In For Your Eyes Only, M’s chief of staff Bill Tanner, played by James Villiers, dresses in a manner very suitable for a man in a high position. He wears classic double-breasted suits that are cut almost exactly the same as what you’d find from an English tailor today. His suit jackets have six buttons with two to button, and their lower placement is the only thing that separates them from what’s currently fashionable. The jackets have a classic Savile Row silhouette with a clean chest and straight, padded shoulder. They have flapped pockets and double vents. Neither lapel has a buttonhole. For this article we’ll just look at the charcoal rope stripe suit.


The shirt Tanner wears with this suit is a fine grey and white stripe.

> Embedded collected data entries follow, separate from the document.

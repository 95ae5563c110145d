// SPDX-FileCopyrightText: © 2025 StreamKit Contributors
//
// SPDX-License-Identifier: MPL-2.0

//! Structured error types shared by the camera bridge crates.
//!
//! Component-specific failures (transcoder spawn, snapshot fetch) live next to the
//! component that produces them; this module holds the errors that cross crate
//! boundaries: configuration validation, slot accounting and plain I/O.

use thiserror::Error;

/// Main error type for camera configuration and shared bookkeeping.
#[derive(Debug, Error)]
pub enum HapCamError {
    /// Configuration or parameter validation error.
    ///
    /// Examples:
    /// - Empty camera key
    /// - Zero stream count or FPS bound
    /// - Two cameras sharing the same key
    #[error("Configuration error: {0}")]
    Configuration(String),

    /// A stream slot index outside the camera's capacity, or no free slot left.
    #[error("Stream slot unavailable: {0}")]
    SlotUnavailable(String),

    /// I/O error (snapshot cache, placeholder image).
    #[error("I/O error: {0}")]
    Io(#[from] std::io::Error),
}

/// Convenience type alias for Results using `HapCamError`.
pub type Result<T> = std::result::Result<T, HapCamError>;

impl From<HapCamError> for String {
    fn from(err: HapCamError) -> Self {
        err.to_string()
    }
}

#[cfg(test)]
mod tests {
    use super::*;

    #[test]
    fn test_error_display() {
        let err = HapCamError::Configuration("stream_count must be at least 1".to_string());
        assert_eq!(err.to_string(), "Configuration error: stream_count must be at least 1");

        let err = HapCamError::SlotUnavailable("all 2 slots in use".to_string());
        assert_eq!(err.to_string(), "Stream slot unavailable: all 2 slots in use");
    }

    #[test]
    fn test_io_error_conversion() {
        let io_err = std::io::Error::new(std::io::ErrorKind::NotFound, "placeholder missing");
        let err: HapCamError = io_err.into();
        assert!(err.to_string().contains("I/O error"));
        assert!(err.to_string().contains("placeholder missing"));
    }
}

Grey shirts aren’t nearly as popular as blue and white, or even cream, but they’re a classically-stylish option in lighter tints. It has a small spread collar and rounded button cuffs. Tanner adds colour to his outfit with the tie and pocket square. The striped tie in navy and alternating red and brown for Winchester College. He ties it in a four-in-hand knot, and he matches a navy silk pocket square to the navy in the tie.

Buttoned at the bottom
Buttoned at the bottom, not the same as in the photo above

There’s a continuity error in the way Tanner buttons his suit jacket. In some shots he buttons the jacket the conventional way, with only the middle row fastened. In other shots he has only the bottom row fastened. Both are legitimate ways to fasten a double-breasted jacket, but the stiffer canvas on this jacket means the lapel doesn’t roll over the middle button so well when only the bottom is fastened. There are also a couple of fit problems with this outfit. The back of the coat doesn’t fit so well over the shoulder blades and the shirt sleeves are too short—but the jacket sleeves look fine. But overall it’s a very tasteful outfit and it commands the authority necessary for his position during M’s leave.


  1. An overall very British and very stylish look indeed, although the grey suit and shirt seem to make him look extremely pale. I am beginning to like some of the 80s’ style !
    I wonder if this could be his suit on Ebay -it looks extremely similar, apart perhaps from the button stance, and is dated from December 1980 :

    Matt, how do you define a rope stripe ? I mean what’s the difference between rope stripe and chalkstripe ? Is a chalkstripe the same kind of stripe but for flannel and flannel-like cloth only ?
    Thanks in advance.

    • A chalk stripe means it’s on a flannel, though a thicker stripe on a plain weave weave can also be called a chalk stripe. The typical worsted suit is made from a twill suiting, which creates the rope stripe effect.

    • >I wonder if this could be his suit on Ebay -it looks extremely similar, apart perhaps from the button stance, and is dated from December 1980

      No chance of that. Stripes don’t look the same nor line up on the jacket (though seeing that it’s been altered the stripes on the lapel are a better guide – and they don’t line up either).


  2. The suit’s ok. Nothing remarkable or particularly distinctive as regards the overall cut unlike Bond’s Hayward suits at the time, however, it probably fits the character. My main gripe would be a personal dislike of the shirt collar style. High, full spread shirts like Bond’s are much nicer and more expensive looking, to my eye anyway.

  3. I know this was not a James Bond movie, but one of my favorite suits worn by a character of authority was Alan Bedal’s suit in ‘The Day of The Jackal”.

    • It’s traditional to fasten the bottom button of a double-breasted jacket, either along with the top button or just the bottom. But for a button two jacket like this it’s most typical to just fasten the top button.

      • Moore always left the bottom button on the buttons that were supposed to be buttoned unfastened.

      • You’re missing what I’m saying. You have the option to fasten the bottom button of a double-breasted jacket. There are three equally valid ways to fasten it: top only, bottom only or both. Top only is the most common way. Bottom only works best when the jacket has a softer construction.